Dr. Fox said he could offer no treatment, but with the help of modern brain imaging methods, he could see what brain systems Conrad had intact. He offered to design a study of nearly-drowned children with anoxic brain injury. With the help of his then-graduate student, Dr. Janessa Manning, a pediatric neuroscientist currently at the N.I.H.’s Perinatology Research Branch, they began to peer inside Conrad’s brain and inside the brains of 9 other children with near-fatal drowning. They chose to use resting-state functional Magnetic Resonance Imaging (resting-state fMRI).
Resting-state fMRI was an ideal method to study these children’s brain function because it is task-free, meaning that each child only had to remain still in the MRI scanner. The method captures the brain’s intrinsic activity in the absence of a specific task. Resting-state fMRI has shownthat brain networks that subserve motor and even cognitive functions like language, memory and emotion are continuously and dynamically active in the resting brain.
The results of their study, published July 31, 2017 in the journal Human Brain Mapping, suggest there is great hope for children with anoxic brain injury. The pattern of brain damage wasn’t as widespread as previously thought and indicates much higher levels of brain function.
In ten out of ten of the children studied, damage was most severe in important motor networks deep inside the brain. This explained the absence of purposeful movement in children like Conrad.
Also in all ten of the children, brain networks involved in language, emotion, and memory were seemingly preserved. This means that those children were awake and alert even though their absence of coordinated movement labeled them “minimally conscious.” Liz was right, Conrad was “in there.”
Dr. Mariam Ishaque, an MD-PhD student (and neurosurgery applicant) who spearheaded the project, was surprised how well Liz’s clinical impression was borne out by the imaging data. She recalled to me that “one child couldn’t talk, or control his movements. But he made eye contact with us. I could tell that he was annoyed that we were keeping him awake [they scanned the children at night]. You could tell he knew what was going on. It was striking.”
It appeared that near-fatal drowning causes an anoxic brain injury that is more akin to focal stroke than to widespread brain damage. These children had a clinical condition more akin to locked-in syndrome (where some patients have enough consciousness to write a book!) than a persistent vegetative state, where the brain function is flat-lined.
“This is a new syndrome,” Dr. Fox remarked to me. “It’s not taught in medical school…and this study presents a new level of sophistication for functional MRI. We have developed a method of using resting-state fMRI to diagnose individual patients. We hope that these results will help bring resting-state fMRI and per-patient analyses into the clinical arena.”
What this exciting study promises isn’t a new treatment, but a way to direct these children to different therapies. Soon after a near drowning, this study suggests that children could benefit from neuroprotective agents or even similar therapies that stroke victims receive.
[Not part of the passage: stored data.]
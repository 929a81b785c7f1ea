//! Recursive-descent parser for equations and conditions
//!
//! Operators are merged with an operand stack and an operator stack: the
//! top of the operator stack is merged while its precedence is at least the
//! incoming operator's, which makes equal-precedence chains left
//! associative. `^` is handled inline by recursing into the operand parser,
//! so it binds tighter than everything else and `2^3^2` is `2^(3^2)`.
//!
//! Both entry points expect input without whitespace (see
//! [`strip_whitespace`]).

use super::ast::{BinaryOp, Condition, Expr, RelationalOp, Variable};
use super::builtins::Builtin;
use super::error::SyntaxError;

/// Deepest operand nesting (parentheses, calls, exponents) accepted
const MAX_DEPTH: usize = 256;

/// Remove every whitespace character
pub fn strip_whitespace(src: &str) -> String {
    src.chars().filter(|c| !c.is_whitespace()).collect()
}

/// Parse a numeric expression. Empty input yields `Ok(None)`.
pub fn parse_expression(src: &str) -> Result<Option<Expr>, SyntaxError> {
    let chars: Vec<char> = src.chars().collect();
    if chars.is_empty() {
        return Ok(None);
    }

    let mut parser = Parser::new(&chars);
    let expr = parser.parse_expr()?;
    parser.expect_end()?;
    Ok(Some(expr))
}

/// Parse a condition such as `x > 0` or `-2 <= x < 3`. Empty input yields
/// `Ok(None)`.
pub fn parse_condition(src: &str) -> Result<Option<Condition>, SyntaxError> {
    let chars: Vec<char> = src.chars().collect();
    if chars.is_empty() {
        return Ok(None);
    }

    let mut parser = Parser::new(&chars);
    let condition = parser.parse_condition()?;
    parser.expect_end()?;
    Ok(Some(condition))
}

struct Parser<'a> {
    src: &'a [char],
    pos: usize,
    depth: usize,
}

impl<'a> Parser<'a> {
    fn new(src: &'a [char]) -> Self {
        Self {
            src,
            pos: 0,
            depth: 0,
        }
    }

    #[inline]
    fn peek(&self) -> Option<char> {
        self.src.get(self.pos).copied()
    }

    #[inline]
    fn peek_at(&self, offset: usize) -> Option<char> {
        self.src.get(self.pos + offset).copied()
    }

    fn consume(&mut self, c: char) -> bool {
        if self.peek() == Some(c) {
            self.pos += 1;
            true
        } else {
            false
        }
    }

    fn expect(&mut self, c: char, message: &str) -> Result<(), SyntaxError> {
        if self.consume(c) {
            Ok(())
        } else {
            Err(SyntaxError::new(message))
        }
    }

    fn rest(&self) -> String {
        self.src[self.pos.min(self.src.len())..].iter().collect()
    }

    fn expect_end(&self) -> Result<(), SyntaxError> {
        if self.pos < self.src.len() {
            return Err(SyntaxError::new(format!("Trailing content: '{}'", self.rest())));
        }
        Ok(())
    }

    fn next_is_alphabetic(&self) -> bool {
        self.peek().is_some_and(char::is_alphabetic)
    }

    // === Expressions ===

    fn parse_number(&mut self) -> Result<Expr, SyntaxError> {
        let start = self.pos;
        let mut digits = 0;
        while self.peek().is_some_and(|c| c.is_ascii_digit()) {
            self.pos += 1;
            digits += 1;
        }
        if self.consume('.') {
            while self.peek().is_some_and(|c| c.is_ascii_digit()) {
                self.pos += 1;
                digits += 1;
            }
        }

        if digits == 0 {
            self.pos = start;
            if self.pos >= self.src.len() {
                return Err(SyntaxError::new(
                    "Expression cannot end with an operator or '('",
                ));
            }
            return Err(SyntaxError::new(format!(
                "Expected a number or '(' instead of '{}'",
                self.rest()
            )));
        }

        let text: String = self.src[start..self.pos].iter().collect();
        text.parse::<f64>()
            .map(Expr::Constant)
            .map_err(|_| SyntaxError::new(format!("Invalid number '{text}'")))
    }

    fn parse_identifier(&mut self) -> String {
        let start = self.pos;
        while self
            .peek()
            .is_some_and(|c| c.is_alphanumeric() || c == '_')
        {
            self.pos += 1;
        }
        self.src[start..self.pos].iter().collect()
    }

    fn parse_call(&mut self, name: &str) -> Result<Expr, SyntaxError> {
        let Some(func) = Builtin::from_name(name) else {
            return Err(SyntaxError::new(format!("Unknown function: '{name}'")));
        };

        let mut args = Vec::with_capacity(func.arity());
        args.push(self.parse_expr()?);
        for _ in 1..func.arity() {
            self.expect(',', "Missing comma between function parameters")?;
            args.push(self.parse_expr()?);
        }
        self.expect(')', "Missing closing ')'")?;

        Ok(Expr::call(func, args))
    }

    fn parse_variable_or_call(&mut self) -> Result<Expr, SyntaxError> {
        let name = self.parse_identifier();
        if self.consume('(') {
            return self.parse_call(&name);
        }

        match name.as_str() {
            "x" => Ok(Expr::Variable(Variable::X)),
            "t" => Ok(Expr::Variable(Variable::T)),
            "pi" | "PI" => Ok(Expr::Constant(std::f64::consts::PI)),
            "e" | "E" => Ok(Expr::Constant(std::f64::consts::E)),
            _ => Err(SyntaxError::new(format!(
                "Unknown variable '{name}', only 'x', 't', 'pi' and 'e' are allowed"
            ))),
        }
    }

    fn parse_primary(&mut self) -> Result<Expr, SyntaxError> {
        if self.consume('(') {
            let inner = self.parse_expr()?;
            self.expect(')', "Missing closing ')'")?;
            return Ok(inner);
        }
        if self.next_is_alphabetic() {
            return self.parse_variable_or_call();
        }
        self.parse_number()
    }

    fn parse_power(&mut self) -> Result<Expr, SyntaxError> {
        let base = self.parse_primary()?;
        if self.consume('^') {
            let exponent = self.parse_operand()?;
            return Ok(Expr::binary(BinaryOp::Pow, base, exponent));
        }
        Ok(base)
    }

    fn parse_operand(&mut self) -> Result<Expr, SyntaxError> {
        if self.depth >= MAX_DEPTH {
            return Err(SyntaxError::new("Expression nested too deeply"));
        }
        self.depth += 1;
        let operand = self.parse_signed_operand();
        self.depth -= 1;
        operand
    }

    fn parse_signed_operand(&mut self) -> Result<Expr, SyntaxError> {
        let negate = self.consume('-');
        let operand = self.parse_power()?;
        if negate {
            return Ok(Expr::negate(operand));
        }
        Ok(operand)
    }

    fn try_parse_operator(&mut self) -> Option<BinaryOp> {
        // Implicit multiplication before identifiers: `5x`, `3sin(x)`, `(1+2)x`
        if self.next_is_alphabetic() {
            return Some(BinaryOp::Mul);
        }

        let op = match self.peek()? {
            '+' => BinaryOp::Add,
            '-' => BinaryOp::Sub,
            '*' => BinaryOp::Mul,
            '/' => BinaryOp::Div,
            _ => return None,
        };
        self.pos += 1;
        Some(op)
    }

    fn parse_expr(&mut self) -> Result<Expr, SyntaxError> {
        let first = self.parse_operand()?;
        let Some(first_op) = self.try_parse_operator() else {
            return Ok(first);
        };

        let mut operators = vec![first_op];
        let mut operands = vec![first, self.parse_operand()?];

        while let Some(op) = self.try_parse_operator() {
            let operand = self.parse_operand()?;
            while operators
                .last()
                .is_some_and(|top| op.precedence() <= top.precedence())
            {
                merge_top(&mut operands, &mut operators);
            }
            operators.push(op);
            operands.push(operand);
        }

        while !operators.is_empty() {
            merge_top(&mut operands, &mut operators);
        }

        operands
            .pop()
            .ok_or_else(|| SyntaxError::new("Empty expression"))
    }

    // === Conditions ===

    fn try_parse_relational(&mut self) -> Option<RelationalOp> {
        let (op, len) = match (self.peek()?, self.peek_at(1)) {
            ('<', Some('=')) => (RelationalOp::Le, 2),
            ('<', _) => (RelationalOp::Lt, 1),
            ('>', Some('=')) => (RelationalOp::Ge, 2),
            ('>', _) => (RelationalOp::Gt, 1),
            ('=', Some('=')) => (RelationalOp::Eq, 2),
            ('!', Some('=')) => (RelationalOp::Ne, 2),
            _ => return None,
        };
        self.pos += len;
        Some(op)
    }

    fn parse_condition(&mut self) -> Result<Condition, SyntaxError> {
        let lhs = self.parse_expr()?;
        let Some(op) = self.try_parse_relational() else {
            let found = match self.peek() {
                Some(c) => c.to_string(),
                None => "(end of expression)".to_string(),
            };
            return Err(SyntaxError::new(format!(
                "Expected a relational operator, found '{found}'"
            )));
        };

        let mut rhs = self.parse_expr()?;
        let mut condition = Condition::Relational(op, lhs, rhs.clone());

        while let Some(op) = self.try_parse_relational() {
            let next = self.parse_expr()?;
            let clause = Condition::Relational(op, rhs, next.clone());
            condition = Condition::And(Box::new(condition), Box::new(clause));
            rhs = next;
        }

        Ok(condition)
    }
}

fn merge_top(operands: &mut Vec<Expr>, operators: &mut Vec<BinaryOp>) {
    let Some(op) = operators.pop() else {
        return;
    };
    if let (Some(rhs), Some(lhs)) = (operands.pop(), operands.pop()) {
        operands.push(Expr::binary(op, lhs, rhs));
    }
}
In addition, it suggests that in some cases, parents and doctors are justified in continuing support.
Nearly drowned children like Conrad could very well be “fully-conscious,” able to think and reason, able to understand social situations and humor and Dr. Seuss.
As Dr. Manning explained to me, “If these children are in fact locked-in, then they are part of a much larger population who share similar types of brain damage, like children with cerebral palsy. This presents opportunities for clinicians and educators to develop methods to intellectually challenge these children who are very much conscious, just in a different way.”